Diagnosis typically starts with blood pressure readings and a blood test checking cholesterol levels. From there, several tools help evaluate how well the heart is functioning.

An electrocardiogram (ECG) records the electrical activity of the heart at rest, revealing irregular rhythms or signs of past damage. An echocardiogram uses ultrasound to create a moving image of the heart, showing how well the chambers pump and whether the valves open and close properly.

An exercise stress test takes things further by monitoring your heart while you walk on a treadmill or ride a stationary bike. It measures blood pressure, electrical activity, and heart rate as the workload increases, comparing your performance against others of the same age and sex. The test can reveal whether the heart receives adequate blood supply during exertion and whether symptoms like chest discomfort, dizziness, or racing heartbeats can be reproduced with physical activity. If the stress test raises concerns, it often guides the decision about whether more detailed imaging or invasive testing is needed.

Treatment Approaches

Treatment depends on which type of cardiovascular disease is involved and how advanced it is, but most plans combine lifestyle changes with medication.

Cholesterol-lowering drugs, particularly statins, are the front-line option for reducing LDL and slowing plaque growth. Blood pressure medications work in different ways: some relax blood vessels, some help the body shed excess fluid and sodium (reducing the heart’s workload), and others slow the heart rate to ease strain. Blood-thinning medications reduce the clotting ability of blood, lowering the chance that a clot will form inside a narrowed artery or a stent.
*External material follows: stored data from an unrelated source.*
use crate::dump_snapshot::DumpSnapshot;
use crate::error::{ClusterError, ClusterResult};
use crate::pbc::SymBox;
use crate::xyz::XYZ;
use nalgebra::Vector3;
use std::collections::BTreeSet;
use std::path::{Path, PathBuf};

#[derive(Debug, Clone, Copy, PartialEq)]
pub struct Atom {
    /// Index into the frame's atom array.
    pub id: usize,
    pub position: Vector3<f64>,
    pub species: usize,
}

/// One validated simulation snapshot: a box and its atoms.
#[derive(Debug, Clone)]
pub struct Frame {
    pub step: u64,
    pub sym_box: SymBox,
    atoms: Vec<Atom>,
    source: Option<PathBuf>,
}

impl Frame {
    pub fn new(step: u64, sym_box: SymBox, atoms: Vec<Atom>) -> ClusterResult<Self> {
        sym_box.validate()?;
        for atom in &atoms {
            if let Some(value) = atom.position.iter().copied().find(|v| !v.is_finite()) {
                return Err(ClusterError::NonFiniteCoordinate {
                    atom: atom.id,
                    value,
                });
            }
        }
        Ok(Self {
            step,
            sym_box,
            atoms,
            source: None,
        })
    }

    /// Builds a frame from `(position, species)` pairs, numbering atoms in
    /// order.
    pub fn from_points(
        step: u64,
        sym_box: SymBox,
        points: impl IntoIterator<Item = ([f64; 3], usize)>,
    ) -> ClusterResult<Self> {
        let atoms = points
            .into_iter()
            .enumerate()
            .map(|(id, (position, species))| Atom {
                id,
                position: Vector3::from(position),
                species,
            })
            .collect();
        Self::new(step, sym_box, atoms)
    }

    /// Converts a dump snapshot, reading species tags from column
    /// `species_key` (`type`, or e.g. a structure-type column).
    pub fn from_snapshot(snapshot: &DumpSnapshot, species_key: &str) -> ClusterResult<Self> {
        let species = snapshot
            .try_get_property(species_key)
            .ok_or_else(|| ClusterError::MissingProperty(species_key.to_string()))?;
        let positions = snapshot
            .get_positions()
            .ok_or_else(|| ClusterError::MissingProperty("x y z".to_string()))?;
        let atoms = positions
            .iter()
            .zip(species)
            .map(|(xyz, &tag)| {
                if tag.is_finite() && tag >= 0.0 && tag.fract() == 0.0 {
                    Ok(Atom {
                        id: xyz.index(),
                        position: xyz.point(),
                        species: tag as usize,
                    })
                } else {
                    Err(ClusterError::InvalidSpecies {
                        atom: xyz.index(),
                        value: tag,
                    })
                }
            })
            .collect::<ClusterResult<Vec<_>>>()?;
        Self::new(snapshot.step, snapshot.sym_box.clone(), atoms)
    }

    pub fn with_source(mut self, path: impl Into<PathBuf>) -> Self {
        self.source = Some(path.into());
        self
    }

    pub fn source(&self) -> Option<&Path> {
        self.source.as_deref()
    }

    pub fn atoms(&self) -> &[Atom] {
        &self.atoms
    }

    pub fn len(&self) -> usize {
        self.atoms.len()
    }

    pub fn is_empty(&self) -> bool {
        self.atoms.is_empty()
    }

    /// Positions of the atoms whose species is in `species`, tagged with their
    /// atom ids, in atom order.
    pub fn candidates(&self, species: &BTreeSet<usize>) -> Vec<XYZ> {
        self.atoms
            .iter()
            .filter(|atom| species.contains(&atom.species))
            .map(|atom| XYZ::with_point(atom.position, atom.id))
            .collect()
    }
}

/// Supplies frames one at a time, in trajectory order.
pub trait FrameSource {
    /// `None` once the trajectory is exhausted.
    fn next_frame(&mut self) -> Option<anyhow::Result<Frame>>;

    /// Advances past the next frame without building it.
    fn skip_frame(&mut self) -> Option<anyhow::Result<()>> {
        self.next_frame().map(|frame| frame.map(|_| ()))
    }

    /// Total number of frames, when known up front.
    fn frames_hint(&self) -> Option<usize> {
        None
    }
}

impl<I> FrameSource for I
where
    I: Iterator<Item = anyhow::Result<Frame>>,
{
    fn next_frame(&mut self) -> Option<anyhow::Result<Frame>> {
        self.next()
    }

    fn frames_hint(&self) -> Option<usize> {
        match self.size_hint() {
            (lo, Some(hi)) if lo == hi => Some(lo),
            _ => None,
        }
    }
}

#[cfg(test)]
mod tests {
    use super::*;
    use crate::dump_file::DumpParsingError;

    #[test]
    fn test_candidates_filter_species() {
        let sym_box = SymBox::orthorhombic([10.0; 3]).unwrap();
        let frame = Frame::from_points(
            0,
            sym_box,
            [([1.0, 1.0, 1.0], 1), ([2.0, 2.0, 2.0], 2), ([3.0, 3.0, 3.0], 1)],
        )
        .unwrap();
        let candidates = frame.candidates(&BTreeSet::from([1]));
        assert_eq!(candidates.len(), 2);
        assert_eq!(candidates[1].index(), 2);
        assert!(frame.candidates(&BTreeSet::from([3])).is_empty());
    }

    #[test]
    fn test_rejects_non_finite() {
        let sym_box = SymBox::orthorhombic([10.0; 3]).unwrap();
        let frame = Frame::from_points(0, sym_box, [([1.0, f64::INFINITY, 1.0], 1)]);
        assert!(matches!(
            frame,
            Err(ClusterError::NonFiniteCoordinate { atom: 0, .. })
        ));
    }

    #[test]
    fn test_rejects_bad_box() {
        let sym_box = SymBox::new("pp pp pp", [0.0; 3], [10.0, -1.0, 10.0]);
        assert!(matches!(
            Frame::new(0, sym_box, Vec::new()),
            Err(ClusterError::InvalidBox { axis: 1, .. })
        ));
    }

    #[test]
    fn test_from_snapshot() {
        let body = "ITEM: BOX BOUNDS pp pp pp
0 10
0 10
0 10
ITEM: ATOMS id StructureType x y z
1 0 1 1 1
2 3 2 2 2
";
        let mut lines = body.lines().map(|l| Ok::<_, DumpParsingError>(l.to_string()));
        let snapshot = DumpSnapshot::read(&mut lines, 5, 2).unwrap();
        let frame = Frame::from_snapshot(&snapshot, "StructureType").unwrap();
        assert_eq!(frame.step, 5);
        assert_eq!(frame.atoms()[1].species, 3);
        assert_eq!(
            Frame::from_snapshot(&snapshot, "type").unwrap_err(),
            ClusterError::MissingProperty("type".to_string())
        );
    }

    #[test]
    fn test_iterator_source_hint() {
        let frames: Vec<anyhow::Result<Frame>> = Vec::new();
        let source = frames.into_iter();
        assert_eq!(source.frames_hint(), Some(0));
    }
}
Antiplatelet drugs serve a similar purpose by preventing blood cells called platelets from sticking together.

For more advanced disease, procedures range from stent placement (threading a small mesh tube into a blocked artery to hold it open) to bypass surgery, where a healthy blood vessel from another part of the body is grafted around the blockage. Recovery from a stent procedure is relatively quick, often a day or two in the hospital. Bypass surgery is more involved, with most people needing several weeks before returning to normal activities.

Prevention and Physical Activity Guidelines

The single most impactful lifestyle change for cardiovascular health is regular physical activity. Current guidelines recommend 150 minutes of moderate-intensity aerobic exercise per week, which works out to about 30 minutes a day, five days a week. Brisk walking counts. If you prefer more intense exercise, 75 minutes of vigorous activity like jogging achieves the same benefit. On top of aerobic exercise, at least two days of muscle-strengthening activity per week (targeting all major muscle groups) rounds out the recommendation.

Diet matters just as much over the long term. Reducing sodium intake lowers blood pressure. Replacing saturated fats with unsaturated fats (think olive oil instead of butter, fish instead of processed meat) helps bring LDL cholesterol down. Increasing fruit, vegetable, and whole grain intake provides fiber that binds cholesterol in the gut before it reaches the bloodstream.

Quitting smoking produces rapid cardiovascular benefits. Within weeks, blood pressure and heart rate begin to normalize. Within a year, the excess risk of coronary heart disease drops substantially. Combined with regular exercise, a healthy diet, and blood pressure management, these changes can reduce cardiovascular risk by a dramatic margin, even for people who already have some degree of disease.